Segment Start: ENTRIES PROVIDED

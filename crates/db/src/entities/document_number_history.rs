//! `SeaORM` Entity for document_number_history table.

use sea_orm::entity::prelude::*;
use serde::{Deserialize, Serialize};

#[derive(Clone, Debug, PartialEq, DeriveEntityModel, Eq, Serialize, Deserialize)]
#[sea_orm(table_name = "document_number_history")]
pub struct Model {
    #[sea_orm(primary_key, auto_increment = false)]
    pub id: Uuid,
    pub document_type: String,
    pub document_id: Option<Uuid>,
    pub generated_number: i64,
    pub full_document_number: String,
    pub generated_by: Option<Uuid>,
    pub generated_date: DateTimeWithTimeZone,
}

#[derive(Copy, Clone, Debug, EnumIter, DeriveRelation)]
pub enum Relation {
    #[sea_orm(
        belongs_to = "super::document_sequences::Entity",
        from = "Column::DocumentType",
        to = "super::document_sequences::Column::DocumentType",
        on_delete = "Restrict"
    )]
    DocumentSequences,
}

impl Related<super::document_sequences::Entity> for Entity {
    fn to() -> RelationDef {
        Relation::DocumentSequences.def()
    }
}

impl ActiveModelBehavior for ActiveModel {}
//! Database migration runner for Tally.
//!
//! Usage:
//!   migrator up      - Run all pending migrations
//!   migrator down    - Rollback last migration
//!   migrator status  - Show migration status
//!   migrator fresh   - Drop all tables and re-run migrations

use sea_orm_migration::prelude::*;
use tally_db::migration::Migrator;

#[tokio::main]
async fn main() {
    // Load .env file if present
    dotenvy::dotenv().ok();

    // Run the migrator CLI (it sets up its own tracing)
    cli::run_cli(Migrator).await;
}
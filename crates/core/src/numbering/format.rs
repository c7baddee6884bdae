//! Rendering of formatted document numbers.
//!
//! Allocation and preview both render through [`format`], so the two never
//! disagree for the same sequence state.

/// Placeholder replaced by the sequence prefix.
pub const PREFIX_PLACEHOLDER: &str = "{prefix}";
/// Placeholder replaced by the zero-padded number.
pub const NUMBER_PLACEHOLDER: &str = "{number}";
/// Placeholder replaced by the sequence suffix.
pub const SUFFIX_PLACEHOLDER: &str = "{suffix}";

/// Renders a document number.
///
/// `number` is zero-padded to `number_length` digits; a wider number keeps its
/// natural width and is never truncated. A missing or blank template renders
/// as `{prefix}{number}{suffix}`. Placeholders other than the three above are
/// left as written.
#[must_use]
pub fn format(
    prefix: &str,
    number: i64,
    number_length: u32,
    suffix: &str,
    template: Option<&str>,
) -> String {
    let padded = pad_number(number, number_length);

    match template.filter(|t| !t.trim().is_empty()) {
        Some(template) => template
            .replace(PREFIX_PLACEHOLDER, prefix)
            .replace(NUMBER_PLACEHOLDER, &padded)
            .replace(SUFFIX_PLACEHOLDER, suffix),
        None => format!("{prefix}{padded}{suffix}"),
    }
}

/// Zero-pads `number` to `width` digits without ever truncating.
#[must_use]
pub fn pad_number(number: i64, width: u32) -> String {
    let width = width as usize;
    if number < 0 {
        // The sign does not count towards the width.
        format!("-{:0>width$}", number.unsigned_abs())
    } else {
        format!("{number:0>width$}")
    }
}

/// Returns the count of decimal digits in `number`, ignoring sign.
#[must_use]
pub fn digit_count(number: i64) -> u32 {
    number.unsigned_abs().checked_ilog10().map_or(1, |d| d + 1)
}

/// Returns true if `number` does not fit in `number_length` digits.
#[must_use]
pub fn exceeds_length(number: i64, number_length: u32) -> bool {
    digit_count(number) > number_length
}

#[cfg(test)]
mod tests {
    use super::*;
    use rstest::rstest;

    #[rstest]
    #[case("INV-", 41, 4, "", None, "INV-0041")]
    #[case("", 1, 3, "", None, "001")]
    #[case("", 10_000, 4, "", None, "10000")]
    #[case("RX", 7, 1, "/A", None, "RX7/A")]
    #[case("CB-", 12, 5, "-2026", Some("{prefix}{number}{suffix}"), "CB-00012-2026")]
    #[case("LAB", 3, 3, "X", Some("{suffix}.{number}.{prefix}"), "X.003.LAB")]
    #[case("P", 5, 2, "", Some("   "), "P05")]
    #[case("P", 5, 2, "", Some("{number}-{unknown}"), "05-{unknown}")]
    #[case("", 0, 3, "", None, "000")]
    fn test_format(
        #[case] prefix: &str,
        #[case] number: i64,
        #[case] length: u32,
        #[case] suffix: &str,
        #[case] template: Option<&str>,
        #[case] expected: &str,
    ) {
        assert_eq!(format(prefix, number, length, suffix, template), expected);
    }

    #[test]
    fn test_repeated_placeholders_all_replaced() {
        assert_eq!(
            format("A", 9, 2, "", Some("{prefix}{number}/{number}")),
            "A09/09"
        );
    }

    #[rstest]
    #[case(0, 1)]
    #[case(9, 1)]
    #[case(10, 2)]
    #[case(9_999, 4)]
    #[case(10_000, 5)]
    #[case(-42, 2)]
    #[case(i64::MAX, 19)]
    #[case(i64::MIN, 19)]
    fn test_digit_count(#[case] number: i64, #[case] expected: u32) {
        assert_eq!(digit_count(number), expected);
    }

    #[test]
    fn test_exceeds_length() {
        assert!(!exceeds_length(9_999, 4));
        assert!(exceeds_length(10_000, 4));
    }

    #[test]
    fn test_pad_negative_keeps_sign_outside_width() {
        assert_eq!(pad_number(-7, 3), "-007");
    }
}
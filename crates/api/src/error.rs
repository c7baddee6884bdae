//! Mapping of numbering failures to HTTP responses.

use axum::{
    Json,
    http::StatusCode,
    response::{IntoResponse, Response},
};
use serde_json::json;
use tally_core::numbering::NumberingError;
use tracing::{error, warn};

/// Builds the JSON error response for `e`.
///
/// Body shape: `{"error": "<snake_case code>", "message": "<text>"}`.
pub fn error_response(e: &NumberingError) -> Response {
    let status =
        StatusCode::from_u16(e.status_code()).unwrap_or(StatusCode::INTERNAL_SERVER_ERROR);

    match e {
        NumberingError::StoreUnavailable(_) => {
            error!(error = %e, "Sequence store unavailable");
        }
        NumberingError::Contention { .. } => {
            warn!(error = %e, "Allocation contended");
        }
        _ => {}
    }

    let message = match e {
        // Backend details stay in the logs.
        NumberingError::StoreUnavailable(_) => {
            "Numbering storage is temporarily unavailable".to_string()
        }
        other => other.to_string(),
    };

    (
        status,
        Json(json!({
            "error": e.error_code(),
            "message": message,
        })),
    )
        .into_response()
}

/// Builds a 400 response for a malformed request value.
pub fn bad_request(error: &str, message: impl Into<String>) -> Response {
    (
        StatusCode::BAD_REQUEST,
        Json(json!({ "error": error, "message": message.into() })),
    )
        .into_response()
}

Segment End: ENTRIES PROVIDED

● **WORK ITEM**: Look at the material above and copy, word for word, its lines from the first through the one containing "Eq, Serialize, Deserialize)]".

● **ANSWER FOR THE TASK**:
filename crates/db/src/entities/document_number_history.rs
//! `SeaORM` Entity for document_number_history table.

use sea_orm::entity::prelude::*;
use serde::{Deserialize, Serialize};

#[derive(Clone, Debug, PartialEq, DeriveEntityModel, Eq, Serialize, Deserialize)]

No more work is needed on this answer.